October 24, 2016

Autumn Portraits in a Conservatory

Shaggy elegance or shabby chic? This exhibition mum which I've been training all summer by pinching and removing side shoots to allow only a giant, single bloom,  is really performing now in the greenhouse. 'The variety, called 'Paint Box', is available from Kings Mums as a cutting early in the spring.

The autumn glasshouse reinvigorates my gardening passions causing me to seriously rethink if I really even enjoy outdoor gardening in the summer, especially given this past summers drought and heat here in New England.  The greenhouse makes gardening feel fresh and new, as the seasons change and the approaching cold weather means that it is once again packed with plants. Fragrant, damp and feeling alive, it's a second spring, in a way. Certainly a second spring literally, as spring blooming bulbs from the southern hemisphere begin to emerge, but also because fall blooming heirlooms - the old fashioned conservatory shrubs, potted winter blooming trees and shrubs and certainly the tall and cascading exhibition chrysanthemums from Japan and China come into bloom.

Experiencing a greenhouse in full autumn glory is a rare thing in the 21st century.

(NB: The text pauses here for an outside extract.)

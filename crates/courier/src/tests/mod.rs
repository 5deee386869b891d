//! Behavioural suites for the dispatch routers.

mod net_dispatch_behaviour;
mod support;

A time when the idea of a 'greenhouse' is either limited to a plastic hoop house on a farm, or a sterile commercial structure of twipolycarbonate at a home center, and at that, it is more likely to be packed with rows of 'hardy mums' for bedding out in that disposable way, or pallets of rock salt and a few mark-down shrubs as room is being made for Christmas Tree's.  For many, an autumn or early winter greenhouse, which should be a place of wonder, has become something rather depressing.

The fact that a home greenhouse is a luxury item doesn't escape me, and although I sometimes wonder why they are not more popular in the US (as they are in the UK), the realities quickly become apparent once it snows. Heating costs are high, and maintenance costs often keep the fantasy of a greenhouse in ones back yard, just that - a fantasy. But I do wonder if glass houses at home, in the American back yard couldn't become a reality - even if barely heated, not unlike the glasshouses of a hundred years ago? In these structures, often kept just above freezing, many things can still be raised if the foundation is deep, and the soil exposed. Nature has a way of creating a moist, damp environment - a pit house, a place where scented violets, camellias and other cold tolerant plants can thrive.

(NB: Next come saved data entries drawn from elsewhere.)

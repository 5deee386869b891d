//! Shared configuration for the courier dispatch core.
//!
//! [`Config`] is assembled by `ortho_config` from defaults, an optional
//! configuration file, `COURIER_*` environment variables and command-line
//! flags, in increasing order of precedence. Every field is optional on the
//! wire; the accessor methods substitute the documented defaults.

mod channel;
mod defaults;
mod logging;

use std::time::Duration;

use ortho_config::OrthoConfig;
use serde::{Deserialize, Serialize};

pub use channel::{ChannelEndpoint, ChannelParseError};
pub use defaults::{
    DEFAULT_CHANNEL_NAME, DEFAULT_LOG_FILTER, DEFAULT_MAX_PAYLOAD_BYTES, DEFAULT_POLL_INTERVAL_MS,
    DEFAULT_SLOW_CALLBACK_MS, DEFAULT_TCP_PORT, default_channel_endpoint, default_log_filter,
    default_log_format,
};
pub use logging::{LogFormat, LogFormatParseError};

/// Runtime configuration for the dispatch routers and their channel.
#[derive(Debug, Clone, Default, PartialEq, Eq, Deserialize, Serialize, OrthoConfig)]
#[ortho_config(prefix = "COURIER")]
pub struct Config {
    /// Endpoint publishers connect to when delivering net commands.
    pub channel_endpoint: Option<ChannelEndpoint>,
    /// Logical name of the subscribed channel, used in logs.
    pub channel_name: Option<String>,
    /// Tracing filter expression.
    pub log_filter: Option<String>,
    /// Log output format.
    pub log_format: Option<LogFormat>,
    /// Largest accepted net command payload, in bytes.
    pub max_payload_bytes: Option<usize>,
    /// Threshold in milliseconds above which a callback is reported as slow.
    pub slow_callback_ms: Option<u64>,
    /// Receive wait in milliseconds between stop-flag checks.
    pub poll_interval_ms: Option<u64>,
}

impl Config {
    /// Endpoint publishers connect to.
    #[must_use]
    pub fn channel_endpoint(&self) -> ChannelEndpoint {
        self.channel_endpoint
            .clone()
            .unwrap_or_else(default_channel_endpoint)
    }

    /// Logical channel name.
    #[must_use]
    pub fn channel_name(&self) -> &str {
        self.channel_name.as_deref().unwrap_or(DEFAULT_CHANNEL_NAME)
    }

    /// Tracing filter expression.
    #[must_use]
    pub fn log_filter(&self) -> &str {
        self.log_filter.as_deref().unwrap_or(DEFAULT_LOG_FILTER)
    }

    /// Log output format.
    #[must_use]
    pub fn log_format(&self) -> LogFormat {
        self.log_format.unwrap_or_else(default_log_format)
    }

    /// Largest accepted net command payload, in bytes.
    #[must_use]
    pub fn max_payload_bytes(&self) -> usize {
        self.max_payload_bytes
            .filter(|limit| *limit > 0)
            .unwrap_or(DEFAULT_MAX_PAYLOAD_BYTES)
    }

    /// Threshold above which a callback is reported as slow.
    #[must_use]
    pub fn slow_callback_threshold(&self) -> Duration {
        Duration::from_millis(self.slow_callback_ms.unwrap_or(DEFAULT_SLOW_CALLBACK_MS))
    }

    /// Receive wait between stop-flag checks; never zero.
    #[must_use]
    pub fn poll_interval(&self) -> Duration {
        Duration::from_millis(
            self.poll_interval_ms
                .filter(|interval| *interval > 0)
                .unwrap_or(DEFAULT_POLL_INTERVAL_MS),
        )
    }
}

Greenhouses like mine are kept at temperatures just above freezing, often dropping to near freezing on the coldest of winter nights, it still brings life to that long, cold season. One scented with Osmanthus, the fragrant olive so omnipresent in old greenhouse in the north, along with a seemingly endless supply of pink, red and white winter-blooming camellias. Right now? It's all about the big, fancy exhibition chrysanthemums and countless varieties of South African bulbs. Enjoy.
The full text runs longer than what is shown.